__Problem to solve__.
Lines containing "LocalIdentity": state how many there are in these entries, and write only that number.

BEGIN

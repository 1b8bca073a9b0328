//! Client wiring for CLI commands
//!
//! Builds the gateway backends selected by the configuration, starts the
//! paste client and relays its notices to the terminal.

use std::sync::Arc;

use anyhow::{bail, Result};
use tokio::sync::mpsc::UnboundedReceiver;
use tracing::debug;

use pastebin_core::gateway::{FirebaseAuth, FirestoreStore, LocalIdentity, LocalStore};
use pastebin_core::{
    AuthError, Backend, Config, DocumentStore, IdentityProvider, Notice, PasteClient, PasteError,
};

use crate::output::Output;

/// A started paste client plus the configuration it was built from
pub struct App {
    pub client: PasteClient,
    pub config: Config,
    notices: UnboundedReceiver<Notice>,
}

impl App {
    /// Open the configured backend and start the client
    pub async fn open(config: Config) -> Result<Self> {
        let (store, identity): (Arc<dyn DocumentStore>, Arc<dyn IdentityProvider>) =
            match config.backend {
                Backend::Local => (
                    Arc::new(LocalStore::new(&config.data_dir)),
                    Arc::new(LocalIdentity::open(&config.data_dir).await),
                ),
                Backend::Firebase => {
                    let (api_key, project_id) = config.firebase_settings()?;
                    (
                        Arc::new(FirestoreStore::new(&project_id)),
                        Arc::new(FirebaseAuth::open(api_key, &config.data_dir).await),
                    )
                }
            };
        debug!("Opened {} backend", config.backend);

        let mut client = PasteClient::new(store, identity);
        client.start();
        let Some(notices) = client.take_notices() else {
            bail!("Notice channel already taken");
        };

        Ok(Self {
            client,
            config,
            notices,
        })
    }

    /// Load the public paste list
    pub async fn refresh(&mut self, output: &Output) -> Result<()> {
        let result = self.client.fetch_all().await;
        self.flush(output);
        Ok(result?)
    }

    /// Load the signed-in user's pastes
    pub async fn refresh_mine(&mut self, output: &Output) -> Result<()> {
        let result = self.client.fetch_mine().await;
        self.flush(output);
        Ok(result?)
    }

    /// Print every pending notice
    pub fn flush(&mut self, output: &Output) {
        while let Ok(notice) = self.notices.try_recv() {
            output.notice(&notice);
        }
    }

    pub fn shutdown(&mut self, output: &Output) {
        self.flush(output);
        self.client.shutdown();
    }
}

/// Whether the error was already shown to the user as a notice
pub fn already_reported(error: &anyhow::Error) -> bool {
    error.is::<PasteError>() || error.is::<AuthError>()
}

/// Resolve a full id or unique prefix against the public list
///
/// Unknown ids are passed through unchanged so direct links still resolve
/// against the store.
pub fn resolve_id(app: &App, id: &str) -> Result<String> {
    let pastes = app.client.pastes().all();
    if pastes.iter().any(|p| p.id == id) {
        return Ok(id.to_string());
    }

    let matches: Vec<_> = pastes.iter().filter(|p| p.id.starts_with(id)).collect();
    match matches.len() {
        0 => Ok(id.to_string()),
        1 => Ok(matches[0].id.clone()),
        _ => {
            eprintln!("Multiple pastes match '{}':", id);
            for paste in &matches {
                eprintln!("  {} - {}", paste.id, paste.title);
            }
            bail!("Ambiguous ID. Please provide more characters.");
        }
    }
}

#[cfg(test)]
mod tests {
    use super::*;
    use pastebin_core::CreatePasteRequest;
    use tempfile::TempDir;

    fn local_config(dir: &TempDir) -> Config {
        let mut config = Config::default();
        config.data_dir = dir.path().to_path_buf();
        config
    }

    #[tokio::test]
    async fn test_open_local_and_resolve_prefix() {
        let dir = TempDir::new().unwrap();
        let mut app = App::open(local_config(&dir)).await.unwrap();
        let output = Output::new(crate::output::OutputFormat::Quiet);

        app.client
            .register("me@example.com", "secret-pw")
            .await
            .unwrap();
        let paste = app
            .client
            .create(CreatePasteRequest::new("Hello", "world"))
            .await
            .unwrap();
        app.refresh(&output).await.unwrap();

        assert_eq!(resolve_id(&app, &paste.id[..6]).unwrap(), paste.id);
        assert_eq!(resolve_id(&app, "zzz-unknown").unwrap(), "zzz-unknown");
        app.shutdown(&output);
    }

    #[tokio::test]
    async fn test_firebase_backend_requires_settings() {
        let dir = TempDir::new().unwrap();
        let mut config = local_config(&dir);
        config.backend = Backend::Firebase;
        config.firebase_api_key = None;
        assert!(App::open(config).await.is_err());
    }

    #[test]
    fn test_already_reported() {
        assert!(already_reported(&anyhow::Error::new(
            PasteError::Unauthenticated
        )));
        assert!(!already_reported(&anyhow::anyhow!("editor failed")));
    }
}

END

__Response area__.
2